Across the listing below, how many lines hold "ArcCache"? Reply with the number by itself.

_SUPPLIED RECORDS:_
────────
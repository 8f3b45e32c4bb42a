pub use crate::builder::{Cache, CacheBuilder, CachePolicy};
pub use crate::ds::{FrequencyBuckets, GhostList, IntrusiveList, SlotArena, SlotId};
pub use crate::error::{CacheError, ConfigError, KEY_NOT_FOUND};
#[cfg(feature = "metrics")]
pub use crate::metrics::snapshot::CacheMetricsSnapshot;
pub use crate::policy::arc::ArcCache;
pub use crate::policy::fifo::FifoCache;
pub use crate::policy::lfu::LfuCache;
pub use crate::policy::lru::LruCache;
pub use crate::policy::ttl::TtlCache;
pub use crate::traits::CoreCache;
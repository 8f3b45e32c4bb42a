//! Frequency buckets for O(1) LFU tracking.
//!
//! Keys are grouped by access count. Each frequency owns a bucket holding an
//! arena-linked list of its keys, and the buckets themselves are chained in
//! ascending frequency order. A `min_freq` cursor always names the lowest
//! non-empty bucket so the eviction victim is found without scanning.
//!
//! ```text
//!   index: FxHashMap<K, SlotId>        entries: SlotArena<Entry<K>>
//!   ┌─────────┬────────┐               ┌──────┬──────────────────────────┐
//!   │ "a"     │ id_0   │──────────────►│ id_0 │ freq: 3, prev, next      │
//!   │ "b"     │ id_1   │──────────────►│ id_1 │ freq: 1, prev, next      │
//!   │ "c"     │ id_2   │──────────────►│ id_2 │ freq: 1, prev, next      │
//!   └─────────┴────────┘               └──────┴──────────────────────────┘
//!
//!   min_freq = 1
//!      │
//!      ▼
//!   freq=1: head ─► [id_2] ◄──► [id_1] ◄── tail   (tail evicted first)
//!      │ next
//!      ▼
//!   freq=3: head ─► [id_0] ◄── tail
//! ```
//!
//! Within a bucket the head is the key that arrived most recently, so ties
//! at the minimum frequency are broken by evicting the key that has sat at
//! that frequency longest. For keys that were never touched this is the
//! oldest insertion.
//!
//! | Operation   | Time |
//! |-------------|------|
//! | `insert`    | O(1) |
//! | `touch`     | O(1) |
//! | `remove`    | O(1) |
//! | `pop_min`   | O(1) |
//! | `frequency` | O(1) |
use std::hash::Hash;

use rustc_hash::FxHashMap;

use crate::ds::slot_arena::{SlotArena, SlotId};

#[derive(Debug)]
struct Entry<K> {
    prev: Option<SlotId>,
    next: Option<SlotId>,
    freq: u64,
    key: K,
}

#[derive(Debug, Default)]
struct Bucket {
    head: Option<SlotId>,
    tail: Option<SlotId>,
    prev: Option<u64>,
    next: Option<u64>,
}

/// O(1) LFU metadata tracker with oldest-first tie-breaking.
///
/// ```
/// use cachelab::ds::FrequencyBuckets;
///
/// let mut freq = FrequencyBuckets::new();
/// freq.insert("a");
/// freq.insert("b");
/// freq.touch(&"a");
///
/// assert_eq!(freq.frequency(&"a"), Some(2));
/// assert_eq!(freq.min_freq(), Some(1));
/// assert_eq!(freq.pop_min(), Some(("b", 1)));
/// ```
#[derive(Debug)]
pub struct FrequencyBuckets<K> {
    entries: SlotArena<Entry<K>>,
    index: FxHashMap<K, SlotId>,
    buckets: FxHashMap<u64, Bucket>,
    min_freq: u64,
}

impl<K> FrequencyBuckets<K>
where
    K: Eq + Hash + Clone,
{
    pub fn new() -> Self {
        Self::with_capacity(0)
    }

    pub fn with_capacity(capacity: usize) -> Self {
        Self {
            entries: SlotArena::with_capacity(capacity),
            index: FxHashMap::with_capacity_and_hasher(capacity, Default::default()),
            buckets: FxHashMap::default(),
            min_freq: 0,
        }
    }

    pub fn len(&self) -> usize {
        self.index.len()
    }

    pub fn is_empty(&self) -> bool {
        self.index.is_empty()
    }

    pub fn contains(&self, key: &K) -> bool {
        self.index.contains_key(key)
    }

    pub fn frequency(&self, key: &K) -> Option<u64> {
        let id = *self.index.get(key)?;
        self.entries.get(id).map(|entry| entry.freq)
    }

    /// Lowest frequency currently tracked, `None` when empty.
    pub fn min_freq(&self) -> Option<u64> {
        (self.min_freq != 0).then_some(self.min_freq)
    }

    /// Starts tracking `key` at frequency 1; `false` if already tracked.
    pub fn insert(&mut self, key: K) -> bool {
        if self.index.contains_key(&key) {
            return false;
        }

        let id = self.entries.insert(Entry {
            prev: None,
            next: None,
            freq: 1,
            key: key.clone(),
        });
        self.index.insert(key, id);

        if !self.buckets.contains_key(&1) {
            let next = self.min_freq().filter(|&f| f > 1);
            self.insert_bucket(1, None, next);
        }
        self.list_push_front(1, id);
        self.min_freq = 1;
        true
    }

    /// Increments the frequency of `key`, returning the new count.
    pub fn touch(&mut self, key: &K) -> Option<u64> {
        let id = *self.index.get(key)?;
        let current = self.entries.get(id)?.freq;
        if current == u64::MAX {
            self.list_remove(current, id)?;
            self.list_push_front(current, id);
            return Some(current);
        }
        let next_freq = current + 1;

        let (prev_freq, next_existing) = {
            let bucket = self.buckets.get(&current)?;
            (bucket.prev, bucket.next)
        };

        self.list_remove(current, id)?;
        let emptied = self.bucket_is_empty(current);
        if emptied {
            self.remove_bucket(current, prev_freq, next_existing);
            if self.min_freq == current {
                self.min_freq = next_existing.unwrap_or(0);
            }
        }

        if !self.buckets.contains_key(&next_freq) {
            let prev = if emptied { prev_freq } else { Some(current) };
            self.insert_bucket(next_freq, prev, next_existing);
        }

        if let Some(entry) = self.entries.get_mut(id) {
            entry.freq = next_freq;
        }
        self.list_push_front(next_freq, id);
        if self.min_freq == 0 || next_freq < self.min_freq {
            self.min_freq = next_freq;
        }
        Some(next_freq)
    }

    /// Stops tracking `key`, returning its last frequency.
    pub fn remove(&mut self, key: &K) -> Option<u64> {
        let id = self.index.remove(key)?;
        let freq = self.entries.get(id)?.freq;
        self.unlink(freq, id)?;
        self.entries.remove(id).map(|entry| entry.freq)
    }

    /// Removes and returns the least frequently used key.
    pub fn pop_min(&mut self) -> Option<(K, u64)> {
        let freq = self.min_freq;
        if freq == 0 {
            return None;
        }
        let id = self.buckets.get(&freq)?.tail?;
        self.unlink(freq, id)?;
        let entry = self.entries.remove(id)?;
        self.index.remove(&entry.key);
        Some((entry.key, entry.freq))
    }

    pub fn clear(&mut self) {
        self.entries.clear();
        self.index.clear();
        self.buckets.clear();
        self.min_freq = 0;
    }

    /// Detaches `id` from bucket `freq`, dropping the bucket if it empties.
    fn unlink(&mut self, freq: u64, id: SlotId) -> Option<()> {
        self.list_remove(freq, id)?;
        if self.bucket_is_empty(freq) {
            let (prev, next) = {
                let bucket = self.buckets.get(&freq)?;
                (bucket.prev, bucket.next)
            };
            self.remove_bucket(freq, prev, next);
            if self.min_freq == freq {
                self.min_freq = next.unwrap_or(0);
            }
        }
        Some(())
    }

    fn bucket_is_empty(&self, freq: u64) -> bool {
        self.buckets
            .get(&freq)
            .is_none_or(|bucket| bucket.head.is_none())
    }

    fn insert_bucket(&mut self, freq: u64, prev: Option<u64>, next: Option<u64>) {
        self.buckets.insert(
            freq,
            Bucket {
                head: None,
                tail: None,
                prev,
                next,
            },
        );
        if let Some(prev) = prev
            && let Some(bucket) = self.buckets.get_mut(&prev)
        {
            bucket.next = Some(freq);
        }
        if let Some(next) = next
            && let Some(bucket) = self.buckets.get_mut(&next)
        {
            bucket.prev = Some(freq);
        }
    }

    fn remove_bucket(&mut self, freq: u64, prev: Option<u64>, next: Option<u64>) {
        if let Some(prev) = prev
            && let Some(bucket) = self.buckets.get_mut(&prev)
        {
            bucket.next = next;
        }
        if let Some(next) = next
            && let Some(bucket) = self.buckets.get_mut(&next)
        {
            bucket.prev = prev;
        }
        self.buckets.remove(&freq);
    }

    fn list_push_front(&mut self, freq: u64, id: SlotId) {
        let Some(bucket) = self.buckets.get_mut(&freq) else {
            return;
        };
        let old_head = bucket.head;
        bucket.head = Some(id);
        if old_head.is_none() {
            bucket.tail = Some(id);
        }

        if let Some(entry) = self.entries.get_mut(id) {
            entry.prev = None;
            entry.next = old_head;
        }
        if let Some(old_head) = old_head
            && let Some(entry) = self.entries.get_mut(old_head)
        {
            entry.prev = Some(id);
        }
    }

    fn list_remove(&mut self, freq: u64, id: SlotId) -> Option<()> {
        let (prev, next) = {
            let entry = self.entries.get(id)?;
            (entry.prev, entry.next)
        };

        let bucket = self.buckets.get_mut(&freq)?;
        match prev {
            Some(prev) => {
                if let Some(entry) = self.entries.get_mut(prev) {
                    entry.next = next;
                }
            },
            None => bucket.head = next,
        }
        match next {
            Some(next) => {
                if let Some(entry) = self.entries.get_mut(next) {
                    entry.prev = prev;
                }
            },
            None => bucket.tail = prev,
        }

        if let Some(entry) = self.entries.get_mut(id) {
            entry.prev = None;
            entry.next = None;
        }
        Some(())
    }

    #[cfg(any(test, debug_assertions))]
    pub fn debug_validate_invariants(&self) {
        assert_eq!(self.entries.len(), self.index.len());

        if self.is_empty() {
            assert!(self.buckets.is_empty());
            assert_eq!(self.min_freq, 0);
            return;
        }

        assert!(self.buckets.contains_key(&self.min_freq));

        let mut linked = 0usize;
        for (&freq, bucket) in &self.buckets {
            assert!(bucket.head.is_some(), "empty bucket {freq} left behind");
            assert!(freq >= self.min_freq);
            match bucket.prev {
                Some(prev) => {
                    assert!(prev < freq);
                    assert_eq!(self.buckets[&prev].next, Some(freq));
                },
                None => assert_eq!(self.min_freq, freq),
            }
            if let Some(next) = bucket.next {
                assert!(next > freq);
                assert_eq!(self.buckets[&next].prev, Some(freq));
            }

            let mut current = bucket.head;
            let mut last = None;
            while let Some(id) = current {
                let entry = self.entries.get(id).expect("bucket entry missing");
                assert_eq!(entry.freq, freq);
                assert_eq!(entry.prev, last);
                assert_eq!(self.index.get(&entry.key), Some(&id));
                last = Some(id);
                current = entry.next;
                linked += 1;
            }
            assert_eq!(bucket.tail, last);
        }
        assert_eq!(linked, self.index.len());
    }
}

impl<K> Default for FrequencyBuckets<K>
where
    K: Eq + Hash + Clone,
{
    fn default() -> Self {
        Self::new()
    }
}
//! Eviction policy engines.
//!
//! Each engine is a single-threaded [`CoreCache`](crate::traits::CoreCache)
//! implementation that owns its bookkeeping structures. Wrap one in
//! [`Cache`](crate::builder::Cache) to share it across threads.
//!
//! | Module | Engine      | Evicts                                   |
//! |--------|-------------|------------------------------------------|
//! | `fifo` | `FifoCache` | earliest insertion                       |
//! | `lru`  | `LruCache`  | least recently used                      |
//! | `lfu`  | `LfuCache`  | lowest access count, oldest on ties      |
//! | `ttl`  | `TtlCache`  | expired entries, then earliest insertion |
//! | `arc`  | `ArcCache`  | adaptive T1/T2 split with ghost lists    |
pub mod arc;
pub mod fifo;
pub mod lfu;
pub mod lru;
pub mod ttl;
────────
_TASK RESULT:_ 2